13 THE WITNESS: [Interpretation] Yes, I can see. I believe those are

14 blood stains on the trousers, but you have to know that this person had

15 been carried some 600 metres from the site of the incident, as I said a

16 moment ago, to that improvised headquarters where my company commander was

17 waiting along with other members of the unit. The person on the blanket

18 was very seriously wounded but still compared to the first one it was a

19 shade less serious than the first one.

20 JUDGE BONOMY: Mr. Hannis.

21 MR. HANNIS: Thank you.

22 Q. You told us that when these men were discovered, Mr. Markovic, I'm

23 reading from 22976 at line 22: "Mr. Markovic, our commander, took that

24 little bag from the man's shoulders. We thought it was one of their

25 commanding officers. He opened the bag and found inside a telephone and

Page 23092

1 then he found a notebook and some pens and some list of names."

2 What was the colour of that bag, do you recall?

3 A. First of all, I have to correct you. Mr. Markovic was not the

4 commander. He was the commanding officer of the reconnaissance squad that

5 was part of the 5th Platoon. As far as I can remember, I was several

6 metres away from that person. The bag was the colour of chocolate and it

7 looked like an officer's bag.

8 Q. And that bag was taken from the wounded person who we see on the

9 blanket near the vehicle wheel, right, in Exhibit 2628? Right, that's the

10 one who had the bag?

11 A. Yes, that person had a bag that was still hanging on his shoulder

12 at the moment when he was found by Markovic and another person

13 accompanying Markovic. That was Dejan Mihajlovic.

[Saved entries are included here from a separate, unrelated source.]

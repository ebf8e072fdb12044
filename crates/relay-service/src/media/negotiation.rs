//! Negotiation pipelines for broadcaster and viewer endpoints.
//!
//! Each attempt is a short sequential pipeline. Every stage is bounded by the
//! negotiation timeout, and a failure at any stage releases everything the
//! attempt allocated before the error is returned:
//!
//! ```text
//! broadcaster: create_pipeline -> create_endpoint -> process_offer -> gather_candidates
//!                   |  failure at any later stage: release pipeline
//! viewer:      create_endpoint -> process_offer -> gather_candidates -> connect(source, viewer)
//!                   |  failure at any later stage: release endpoint
//! ```
//!
//! These functions never touch the session registry. They run in spawned
//! tasks and hand their outcome back to the relay actor, which confirms or
//! rolls back the reservation it made before spawning them.

use super::{
    CandidateSink, MediaEndpoint, MediaError, MediaPipeline, MediaResources, MediaServer,
};
use crate::observability::metrics::record_negotiation;
use crate::signaling::IceCandidate;

use common::types::BroadcastId;
use std::future::Future;
use std::sync::Arc;
use std::time::{Duration, Instant};
use tokio::sync::mpsc;
use tracing::{debug, instrument, warn};

/// Outcome of a successful broadcaster negotiation.
pub struct BroadcasterNegotiation {
    /// Pipeline and broadcaster endpoint, to be owned by the session.
    pub resources: MediaResources,
    /// Answer for the broadcaster's offer.
    pub sdp_answer: String,
    /// Candidates discovered by the broadcaster endpoint.
    pub candidates: mpsc::UnboundedReceiver<IceCandidate>,
}

/// Outcome of a successful viewer negotiation.
pub struct ViewerNegotiation {
    /// The viewer's endpoint, connected to the broadcaster endpoint.
    pub endpoint: Arc<dyn MediaEndpoint>,
    /// Answer for the viewer's offer.
    pub sdp_answer: String,
    /// Candidates discovered by the viewer endpoint.
    pub candidates: mpsc::UnboundedReceiver<IceCandidate>,
}

impl std::fmt::Debug for BroadcasterNegotiation {
    fn fmt(&self, f: &mut std::fmt::Formatter<'_>) -> std::fmt::Result {
        f.debug_struct("BroadcasterNegotiation")
            .field("resources", &self.resources)
            .finish_non_exhaustive()
    }
}

impl std::fmt::Debug for ViewerNegotiation {
    fn fmt(&self, f: &mut std::fmt::Formatter<'_>) -> std::fmt::Result {
        f.debug_struct("ViewerNegotiation")
            .field("endpoint", &self.endpoint.id())
            .finish_non_exhaustive()
    }
}

/// Run one collaborator call under the negotiation timeout.
async fn stage<T, F>(name: &'static str, limit: Duration, fut: F) -> Result<T, MediaError>
where
    F: Future<Output = Result<T, MediaError>>,
{
    match tokio::time::timeout(limit, fut).await {
        Ok(result) => result,
        Err(_) => Err(MediaError::Timeout(name)),
    }
}

/// Build the pipeline and broadcaster endpoint for a new broadcast.
#[instrument(skip_all, name = "relay.negotiation.broadcaster", fields(broadcast_id = %broadcast_id))]
pub async fn negotiate_broadcaster(
    server: &dyn MediaServer,
    broadcast_id: &BroadcastId,
    sdp_offer: &str,
    limit: Duration,
) -> Result<BroadcasterNegotiation, MediaError> {
    let started = Instant::now();
    let pipeline = stage("create_pipeline", limit, server.create_pipeline()).await?;

    let (sink, candidates) = mpsc::unbounded_channel();
    let result = build_endpoint(&*pipeline, sdp_offer, sink, limit).await;

    match result {
        Ok((endpoint, sdp_answer)) => {
            record_negotiation("broadcaster", started.elapsed(), true);
            debug!(
                target: "relay.negotiation",
                broadcast_id = %broadcast_id,
                pipeline_id = %pipeline.id(),
                endpoint_id = %endpoint.id(),
                "Broadcaster endpoint negotiated"
            );
            Ok(BroadcasterNegotiation {
                resources: MediaResources { pipeline, endpoint },
                sdp_answer,
                candidates,
            })
        }
        Err(e) => {
            record_negotiation("broadcaster", started.elapsed(), false);
            warn!(
                target: "relay.negotiation",
                broadcast_id = %broadcast_id,
                error = %e,
                "Broadcaster negotiation failed, releasing pipeline"
            );
            release_pipeline(&*pipeline).await;
            Err(e)
        }
    }
}

/// Create a viewer endpoint on the broadcast's pipeline and connect the
/// broadcaster endpoint to it.
#[instrument(skip_all, name = "relay.negotiation.viewer", fields(broadcast_id = %broadcast_id))]
pub async fn negotiate_viewer(
    resources: &MediaResources,
    broadcast_id: &BroadcastId,
    sdp_offer: &str,
    limit: Duration,
) -> Result<ViewerNegotiation, MediaError> {
    let started = Instant::now();
    let (sink, candidates) = mpsc::unbounded_channel();

    let (endpoint, sdp_answer) =
        match build_endpoint(&*resources.pipeline, sdp_offer, sink, limit).await {
            Ok(built) => built,
            Err(e) => {
                record_negotiation("viewer", started.elapsed(), false);
                return Err(e);
            }
        };

    if let Err(e) = stage(
        "connect",
        limit,
        resources.endpoint.connect(&*endpoint),
    )
    .await
    {
        record_negotiation("viewer", started.elapsed(), false);
        warn!(
            target: "relay.negotiation",
            broadcast_id = %broadcast_id,
            endpoint_id = %endpoint.id(),
            error = %e,
            "Viewer endpoint connection failed, releasing endpoint"
        );
        release_endpoint(&*endpoint).await;
        return Err(e);
    }

    record_negotiation("viewer", started.elapsed(), true);
    debug!(
        target: "relay.negotiation",
        broadcast_id = %broadcast_id,
        endpoint_id = %endpoint.id(),
        "Viewer endpoint negotiated"
    );

    Ok(ViewerNegotiation {
        endpoint,
        sdp_answer,
        candidates,
    })
}

/// Create an endpoint, process the offer and start gathering candidates.
///
/// Releases the endpoint if any stage after its creation fails.
async fn build_endpoint(
    pipeline: &dyn MediaPipeline,
    sdp_offer: &str,
    sink: CandidateSink,
    limit: Duration,
) -> Result<(Arc<dyn MediaEndpoint>, String), MediaError> {
    let endpoint = stage("create_endpoint", limit, pipeline.create_endpoint()).await?;

    let negotiated = async {
        let sdp_answer = stage("process_offer", limit, endpoint.process_offer(sdp_offer)).await?;
        stage("gather_candidates", limit, endpoint.gather_candidates(sink)).await?;
        Ok(sdp_answer)
    }
    .await;

    match negotiated {
        Ok(sdp_answer) => Ok((endpoint, sdp_answer)),
        Err(e) => {
            release_endpoint(&*endpoint).await;
            Err(e)
        }
    }
}

/// Release a pipeline, swallowing (but logging) failures.
pub async fn release_pipeline(pipeline: &dyn MediaPipeline) {
    if let Err(e) = pipeline.release().await {
        warn!(
            target: "relay.negotiation",
            pipeline_id = %pipeline.id(),
            error = %e,
            "Pipeline release failed"
        );
    }
}

/// Release an endpoint, swallowing (but logging) failures.
pub async fn release_endpoint(endpoint: &dyn MediaEndpoint) {
    if let Err(e) = endpoint.release().await {
        warn!(
            target: "relay.negotiation",
            endpoint_id = %endpoint.id(),
            error = %e,
            "Endpoint release failed"
        );
    }
}

/// Release a pipeline from a detached task (fire-and-forget teardown).
pub fn spawn_release_pipeline(pipeline: Arc<dyn MediaPipeline>) {
    tokio::spawn(async move {
        release_pipeline(&*pipeline).await;
    });
}

/// Release an endpoint from a detached task (fire-and-forget teardown).
pub fn spawn_release_endpoint(endpoint: Arc<dyn MediaEndpoint>) {
    tokio::spawn(async move {
        release_endpoint(&*endpoint).await;
    });
}

/// Add a client candidate to an endpoint from a detached task.
pub fn spawn_add_candidate(endpoint: Arc<dyn MediaEndpoint>, candidate: IceCandidate) {
    tokio::spawn(async move {
        if let Err(e) = endpoint.add_candidate(candidate).await {
            warn!(
                target: "relay.negotiation",
                endpoint_id = %endpoint.id(),
                error = %e,
                "Adding remote candidate failed"
            );
        }
    });
}
//! Connection Router.
//!
//! Tracks, for each live connection, the one broadcast it belongs to and in
//! which role. Disconnect cleanup resolves a connection's membership here in
//! O(1) instead of scanning every session.
//!
//! The router is updated by the relay actor in the same message that mutates
//! the session registry, so the two never disagree between messages.

use crate::errors::RelayError;
use common::types::{BroadcastId, ConnectionId};
use std::collections::HashMap;

/// Role of a connection within its broadcast.
#[derive(Debug, Clone, Copy, PartialEq, Eq)]
pub enum Role {
    /// Originated the broadcast via `start`.
    Broadcaster,
    /// Subscribed via `join` (confirmed or still negotiating).
    Viewer,
}

impl Role {
    /// Returns the role as a string for logs.
    #[must_use]
    pub const fn as_str(&self) -> &'static str {
        match self {
            Role::Broadcaster => "broadcaster",
            Role::Viewer => "viewer",
        }
    }
}

/// A connection's current membership.
#[derive(Debug, Clone, PartialEq, Eq)]
pub struct Membership {
    /// Broadcast the connection belongs to.
    pub broadcast_id: BroadcastId,
    /// Role within that broadcast.
    pub role: Role,
}

/// Connection -> membership index.
#[derive(Debug, Default)]
pub struct ConnectionRouter {
    memberships: HashMap<ConnectionId, Membership>,
}

impl ConnectionRouter {
    /// Create an empty router.
    #[must_use]
    pub fn new() -> Self {
        Self::default()
    }

    /// Record `connection` as a member of `broadcast_id`.
    ///
    /// Re-assigning the identical membership is a no-op. A connection that
    /// already belongs to a broadcast (in any other role or broadcast) is
    /// rejected: a client is a member of exactly one broadcast, in exactly
    /// one role.
    pub fn assign(
        &mut self,
        connection: ConnectionId,
        broadcast_id: &BroadcastId,
        role: Role,
    ) -> Result<(), RelayError> {
        match self.memberships.get(&connection) {
            Some(existing) if existing.broadcast_id == *broadcast_id && existing.role == role => {
                Ok(())
            }
            Some(existing) => Err(RelayError::AlreadyMember(
                existing.broadcast_id.to_string(),
            )),
            None => {
                self.memberships.insert(
                    connection,
                    Membership {
                        broadcast_id: broadcast_id.clone(),
                        role,
                    },
                );
                Ok(())
            }
        }
    }

    /// Current membership of `connection`, if any.
    #[must_use]
    pub fn membership(&self, connection: &ConnectionId) -> Option<&Membership> {
        self.memberships.get(connection)
    }

    /// Remove `connection`'s membership, returning it.
    pub fn clear(&mut self, connection: &ConnectionId) -> Option<Membership> {
        self.memberships.remove(connection)
    }

    /// Remove `connection`'s membership only if it points at `broadcast_id`.
    ///
    /// Used when rolling back a failed negotiation: by then the connection
    /// may have left and joined something else.
    pub fn clear_if(&mut self, connection: &ConnectionId, broadcast_id: &BroadcastId) -> bool {
        let matches = self
            .memberships
            .get(connection)
            .is_some_and(|m| m.broadcast_id == *broadcast_id);
        if matches {
            self.memberships.remove(connection);
        }
        matches
    }

    /// Number of connections with a membership.
    #[must_use]
    pub fn len(&self) -> usize {
        self.memberships.len()
    }

    /// Whether no connection has a membership.
    #[must_use]
    pub fn is_empty(&self) -> bool {
        self.memberships.is_empty()
    }
}

#[cfg(test)]
#[allow(clippy::unwrap_used, clippy::expect_used)]
mod tests {
    use super::*;

    #[test]
    fn test_assign_and_resolve() {
        let mut router = ConnectionRouter::new();
        let conn = ConnectionId::new();
        let room = BroadcastId::new("room1");

        router.assign(conn, &room, Role::Broadcaster).unwrap();

        let membership = router.membership(&conn).unwrap();
        assert_eq!(membership.broadcast_id, room);
        assert_eq!(membership.role, Role::Broadcaster);
        assert_eq!(router.len(), 1);
    }

    #[test]
    fn test_assign_same_membership_is_idempotent() {
        let mut router = ConnectionRouter::new();
        let conn = ConnectionId::new();
        let room = BroadcastId::new("room1");

        router.assign(conn, &room, Role::Viewer).unwrap();
        router.assign(conn, &room, Role::Viewer).unwrap();
        assert_eq!(router.len(), 1);
    }

    #[test]
    fn test_one_membership_per_connection() {
        let mut router = ConnectionRouter::new();
        let conn = ConnectionId::new();

        router
            .assign(conn, &BroadcastId::new("room1"), Role::Viewer)
            .unwrap();

        let other_room = router.assign(conn, &BroadcastId::new("room2"), Role::Viewer);
        assert!(matches!(other_room, Err(RelayError::AlreadyMember(b)) if b == "room1"));

        let other_role = router.assign(conn, &BroadcastId::new("room1"), Role::Broadcaster);
        assert!(matches!(other_role, Err(RelayError::AlreadyMember(_))));
    }

    #[test]
    fn test_clear() {
        let mut router = ConnectionRouter::new();
        let conn = ConnectionId::new();
        let room = BroadcastId::new("room1");

        router.assign(conn, &room, Role::Viewer).unwrap();
        assert_eq!(router.clear(&conn).map(|m| m.role), Some(Role::Viewer));
        assert!(router.membership(&conn).is_none());

        // Clearing twice is a no-op
        assert!(router.clear(&conn).is_none());
        assert!(router.is_empty());
    }

    #[test]
    fn test_clear_if_only_matches_same_broadcast() {
        let mut router = ConnectionRouter::new();
        let conn = ConnectionId::new();
        let room1 = BroadcastId::new("room1");
        let room2 = BroadcastId::new("room2");

        router.assign(conn, &room2, Role::Viewer).unwrap();

        assert!(!router.clear_if(&conn, &room1));
        assert!(router.membership(&conn).is_some());

        assert!(router.clear_if(&conn, &room2));
        assert!(router.membership(&conn).is_none());
    }
}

14 MR. HANNIS: Could we go back now on the screen at look again at

15 P2629.

16 Q. And for you, sir, that's the one where you're standing over the

17 other wounded man. What's that brown bag you have that you're carrying?

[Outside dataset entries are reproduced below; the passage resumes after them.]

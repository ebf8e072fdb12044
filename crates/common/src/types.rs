//! Common data types for the broadcast relay.

use serde::{Deserialize, Serialize};
use std::fmt;
use uuid::Uuid;

/// Client-supplied identifier of a broadcast.
///
/// Opaque to the relay: it is only ever compared for equality and used as a
/// map key, never parsed.
#[derive(Debug, Clone, PartialEq, Eq, Hash, PartialOrd, Ord, Serialize, Deserialize)]
#[serde(transparent)]
pub struct BroadcastId(pub String);

impl BroadcastId {
    /// Wrap a client-supplied identifier.
    #[must_use]
    pub fn new(id: impl Into<String>) -> Self {
        Self(id.into())
    }

    /// Borrow the identifier as a string slice.
    #[must_use]
    pub fn as_str(&self) -> &str {
        &self.0
    }
}

impl fmt::Display for BroadcastId {
    fn fmt(&self, f: &mut fmt::Formatter<'_>) -> fmt::Result {
        f.write_str(&self.0)
    }
}

impl From<&str> for BroadcastId {
    fn from(id: &str) -> Self {
        Self(id.to_string())
    }
}

/// Unique identifier for a client connection, assigned by the transport at
/// connect time.
#[derive(Debug, Clone, Copy, PartialEq, Eq, Hash, PartialOrd, Ord, Serialize, Deserialize)]
pub struct ConnectionId(pub Uuid);

impl ConnectionId {
    /// Create a new random connection ID
    #[must_use]
    pub fn new() -> Self {
        Self(Uuid::new_v4())
    }
}

impl Default for ConnectionId {
    fn default() -> Self {
        Self::new()
    }
}

impl fmt::Display for ConnectionId {
    fn fmt(&self, f: &mut fmt::Formatter<'_>) -> fmt::Result {
        self.0.fmt(f)
    }
}

#[cfg(test)]
#[allow(clippy::unwrap_used, clippy::expect_used)]
mod tests {
    use super::*;

    #[test]
    fn test_connection_ids_are_unique() {
        assert_ne!(ConnectionId::new(), ConnectionId::new());
    }

    #[test]
    fn test_broadcast_id_serializes_as_plain_string() {
        let id = BroadcastId::new("room1");
        assert_eq!(serde_json::to_string(&id).unwrap(), "\"room1\"");

        let parsed: BroadcastId = serde_json::from_str("\"room1\"").unwrap();
        assert_eq!(parsed, id);
        assert_eq!(parsed.to_string(), "room1");
    }
}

18 A. That brown bag is not really a regular bag. It's either a part of

19 the blanket that was really indispensable when it was cold and we had to

20 spend nights in the woods. We needed it in order not to freeze and it was

21 part of our regular set of equipment. Instead of the -- in addition to

22 the canvass sheet that I had in the rucksack on my back.

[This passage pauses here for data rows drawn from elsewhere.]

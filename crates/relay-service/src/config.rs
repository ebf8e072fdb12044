//! Relay configuration.
//!
//! Configuration is loaded from environment variables. Every variable has a
//! default; values that are present but unparseable are rejected rather than
//! silently replaced.

use common::config::ObservabilityConfig;
use std::collections::HashMap;
use std::env;
use std::fmt;
use std::str::FromStr;
use std::time::Duration;
use thiserror::Error;

/// Default WebSocket signaling bind address.
pub const DEFAULT_BIND_ADDRESS: &str = "0.0.0.0:3000";

/// Default health/metrics endpoint bind address.
pub const DEFAULT_HEALTH_BIND_ADDRESS: &str = "0.0.0.0:8081";

/// Default maximum number of concurrent broadcasts.
pub const DEFAULT_MAX_BROADCASTS: usize = 1000;

/// Default maximum number of viewers per broadcast.
pub const DEFAULT_MAX_VIEWERS_PER_BROADCAST: usize = 500;

/// Default bound on each media collaborator call, in seconds.
pub const DEFAULT_NEGOTIATION_TIMEOUT_SECONDS: u64 = 10;

/// Default relay instance ID prefix.
pub const DEFAULT_RELAY_ID_PREFIX: &str = "relay";

/// What to do with a `start` for a broadcast ID that is already running.
///
/// Relays that own media always reject, whatever this is set to: the running
/// session's pipeline cannot be shared with a second broadcaster.
#[derive(Debug, Clone, Copy, PartialEq, Eq, Default)]
pub enum DuplicateStartPolicy {
    /// First broadcaster wins; the duplicate is dropped without a reply.
    #[default]
    Ignore,
    /// The duplicate gets an `AlreadyExists` error.
    Reject,
}

impl DuplicateStartPolicy {
    /// Returns the policy as its configuration string.
    #[must_use]
    pub const fn as_str(&self) -> &'static str {
        match self {
            DuplicateStartPolicy::Ignore => "ignore",
            DuplicateStartPolicy::Reject => "reject",
        }
    }
}

impl FromStr for DuplicateStartPolicy {
    type Err = ConfigError;

    fn from_str(s: &str) -> Result<Self, Self::Err> {
        match s.trim().to_ascii_lowercase().as_str() {
            "ignore" => Ok(DuplicateStartPolicy::Ignore),
            "reject" => Ok(DuplicateStartPolicy::Reject),
            other => Err(ConfigError::InvalidValue(format!(
                "RELAY_DUPLICATE_START must be 'ignore' or 'reject', got '{other}'"
            ))),
        }
    }
}

impl fmt::Display for DuplicateStartPolicy {
    fn fmt(&self, f: &mut fmt::Formatter<'_>) -> fmt::Result {
        f.write_str(self.as_str())
    }
}

/// Relay configuration.
#[derive(Debug, Clone)]
pub struct Config {
    /// WebSocket signaling bind address (default: "0.0.0.0:3000").
    pub bind_address: String,

    /// Health and metrics bind address (default: "0.0.0.0:8081").
    pub health_bind_address: String,

    /// Unique identifier for this relay instance, used in logs.
    pub relay_id: String,

    /// Duplicate `start` handling for signaling-only relays.
    pub duplicate_start: DuplicateStartPolicy,

    /// Maximum concurrent broadcasts.
    pub max_broadcasts: usize,

    /// Maximum viewers (confirmed and negotiating) per broadcast.
    pub max_viewers_per_broadcast: usize,

    /// Bound on each media collaborator call, in seconds.
    pub negotiation_timeout_seconds: u64,

    /// Logging configuration.
    pub observability: ObservabilityConfig,
}

#[derive(Debug, Error)]
pub enum ConfigError {
    #[error("Invalid configuration value: {0}")]
    InvalidValue(String),
}

impl Config {
    /// Load configuration from environment variables.
    pub fn from_env() -> Result<Self, ConfigError> {
        Self::from_vars(&env::vars().collect())
    }

    /// Load configuration from a `HashMap` (for testing).
    pub fn from_vars(vars: &HashMap<String, String>) -> Result<Self, ConfigError> {
        let bind_address = vars
            .get("RELAY_BIND_ADDRESS")
            .cloned()
            .unwrap_or_else(|| DEFAULT_BIND_ADDRESS.to_string());

        let health_bind_address = vars
            .get("RELAY_HEALTH_BIND_ADDRESS")
            .cloned()
            .unwrap_or_else(|| DEFAULT_HEALTH_BIND_ADDRESS.to_string());

        let duplicate_start = match vars.get("RELAY_DUPLICATE_START") {
            Some(value) => value.parse()?,
            None => DuplicateStartPolicy::default(),
        };

        let max_broadcasts =
            parse_positive(vars, "RELAY_MAX_BROADCASTS", DEFAULT_MAX_BROADCASTS)?;

        let max_viewers_per_broadcast = parse_positive(
            vars,
            "RELAY_MAX_VIEWERS_PER_BROADCAST",
            DEFAULT_MAX_VIEWERS_PER_BROADCAST,
        )?;

        let negotiation_timeout_seconds = parse_positive(
            vars,
            "RELAY_NEGOTIATION_TIMEOUT_SECONDS",
            DEFAULT_NEGOTIATION_TIMEOUT_SECONDS,
        )?;

        let json_logs = match vars.get("RELAY_LOG_JSON") {
            Some(value) => parse_bool("RELAY_LOG_JSON", value)?,
            None => false,
        };

        let relay_id = vars.get("RELAY_ID").cloned().unwrap_or_else(|| {
            let hostname = env::var("HOSTNAME").unwrap_or_else(|_| "unknown".to_string());
            let uuid_suffix = uuid::Uuid::new_v4().to_string();
            let short_suffix = uuid_suffix.get(..8).unwrap_or("00000000");
            format!("{DEFAULT_RELAY_ID_PREFIX}-{hostname}-{short_suffix}")
        });

        Ok(Config {
            bind_address,
            health_bind_address,
            relay_id,
            duplicate_start,
            max_broadcasts,
            max_viewers_per_broadcast,
            negotiation_timeout_seconds,
            observability: ObservabilityConfig {
                json_logs,
                ..ObservabilityConfig::default()
            },
        })
    }

    /// Bound on each media collaborator call.
    #[must_use]
    pub fn negotiation_timeout(&self) -> Duration {
        Duration::from_secs(self.negotiation_timeout_seconds)
    }
}

/// Parse a numeric variable that must be greater than zero.
fn parse_positive<T>(vars: &HashMap<String, String>, name: &str, default: T) -> Result<T, ConfigError>
where
    T: FromStr + PartialEq + Default,
{
    let Some(raw) = vars.get(name) else {
        return Ok(default);
    };

    match raw.trim().parse::<T>() {
        Ok(value) if value != T::default() => Ok(value),
        Ok(_) => Err(ConfigError::InvalidValue(format!(
            "{name} must be greater than zero"
        ))),
        Err(_) => Err(ConfigError::InvalidValue(format!(
            "{name} must be a positive integer, got '{raw}'"
        ))),
    }
}

fn parse_bool(name: &str, raw: &str) -> Result<bool, ConfigError> {
    match raw.trim().to_ascii_lowercase().as_str() {
        "1" | "true" | "yes" => Ok(true),
        "0" | "false" | "no" => Ok(false),
        _ => Err(ConfigError::InvalidValue(format!(
            "{name} must be true or false, got '{raw}'"
        ))),
    }
}

#[cfg(test)]
#[allow(clippy::unwrap_used, clippy::expect_used)]
mod tests {
    use super::*;

    #[test]
    fn test_from_vars_success_with_defaults() {
        let config = Config::from_vars(&HashMap::new()).expect("Config should load successfully");

        assert_eq!(config.bind_address, DEFAULT_BIND_ADDRESS);
        assert_eq!(config.health_bind_address, DEFAULT_HEALTH_BIND_ADDRESS);
        assert_eq!(config.duplicate_start, DuplicateStartPolicy::Ignore);
        assert_eq!(config.max_broadcasts, DEFAULT_MAX_BROADCASTS);
        assert_eq!(
            config.max_viewers_per_broadcast,
            DEFAULT_MAX_VIEWERS_PER_BROADCAST
        );
        assert_eq!(
            config.negotiation_timeout(),
            Duration::from_secs(DEFAULT_NEGOTIATION_TIMEOUT_SECONDS)
        );
        assert!(!config.observability.json_logs);
        // Relay ID should be auto-generated
        assert!(config.relay_id.starts_with("relay-"));
    }

    #[test]
    fn test_from_vars_success_with_custom_values() {
        let vars = HashMap::from([
            ("RELAY_BIND_ADDRESS".to_string(), "127.0.0.1:3001".to_string()),
            (
                "RELAY_HEALTH_BIND_ADDRESS".to_string(),
                "127.0.0.1:8082".to_string(),
            ),
            ("RELAY_ID".to_string(), "relay-custom-001".to_string()),
            ("RELAY_DUPLICATE_START".to_string(), "Reject".to_string()),
            ("RELAY_MAX_BROADCASTS".to_string(), "20".to_string()),
            (
                "RELAY_MAX_VIEWERS_PER_BROADCAST".to_string(),
                "3".to_string(),
            ),
            (
                "RELAY_NEGOTIATION_TIMEOUT_SECONDS".to_string(),
                "2".to_string(),
            ),
            ("RELAY_LOG_JSON".to_string(), "true".to_string()),
        ]);

        let config = Config::from_vars(&vars).expect("Config should load successfully");

        assert_eq!(config.bind_address, "127.0.0.1:3001");
        assert_eq!(config.health_bind_address, "127.0.0.1:8082");
        assert_eq!(config.relay_id, "relay-custom-001");
        assert_eq!(config.duplicate_start, DuplicateStartPolicy::Reject);
        assert_eq!(config.max_broadcasts, 20);
        assert_eq!(config.max_viewers_per_broadcast, 3);
        assert_eq!(config.negotiation_timeout(), Duration::from_secs(2));
        assert!(config.observability.json_logs);
    }

    #[test]
    fn test_invalid_duplicate_start_policy() {
        let vars = HashMap::from([("RELAY_DUPLICATE_START".to_string(), "replace".to_string())]);

        let result = Config::from_vars(&vars);
        assert!(matches!(result, Err(ConfigError::InvalidValue(msg)) if msg.contains("replace")));
    }

    #[test]
    fn test_zero_limits_rejected() {
        for name in [
            "RELAY_MAX_BROADCASTS",
            "RELAY_MAX_VIEWERS_PER_BROADCAST",
            "RELAY_NEGOTIATION_TIMEOUT_SECONDS",
        ] {
            let vars = HashMap::from([(name.to_string(), "0".to_string())]);
            let result = Config::from_vars(&vars);
            assert!(
                matches!(result, Err(ConfigError::InvalidValue(ref msg)) if msg.contains(name)),
                "{name}=0 should be rejected"
            );
        }
    }

    #[test]
    fn test_unparseable_numbers_rejected() {
        let vars = HashMap::from([("RELAY_MAX_BROADCASTS".to_string(), "lots".to_string())]);
        assert!(matches!(
            Config::from_vars(&vars),
            Err(ConfigError::InvalidValue(_))
        ));

        let vars = HashMap::from([("RELAY_LOG_JSON".to_string(), "maybe".to_string())]);
        assert!(matches!(
            Config::from_vars(&vars),
            Err(ConfigError::InvalidValue(_))
        ));
    }

    #[test]
    fn test_duplicate_start_policy_round_trip() {
        for policy in [DuplicateStartPolicy::Ignore, DuplicateStartPolicy::Reject] {
            assert_eq!(policy.to_string().parse::<DuplicateStartPolicy>().unwrap(), policy);
        }
    }
}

23 Q. Is that the blanket that was used to carry the other man back to

24 where your vehicle was located?

25 A. No, no, it's not that blanket. That blanket was found next to the

Page 23093

1 corpses we found in their trench.

2 Q. And that we see in the picture is not the bag that was taken from

3 the second wounded man?

4 A. Absolutely not.

5 JUDGE BONOMY: Is that a bag that we see in the photograph?

6 THE WITNESS: [Interpretation] No, it's not a bag or maybe it's a

7 bag containing a blanket or maybe the rolled blanket, but I don't think

8 it's a bag because I had nowhere to get a bag nor did I need one.

9 JUDGE BONOMY: Mr. Hannis.


11 Q. Well, the reason I ask the question is because I suggest to you,

12 sir, that's the bag that was taken from the second wounded man, isn't it?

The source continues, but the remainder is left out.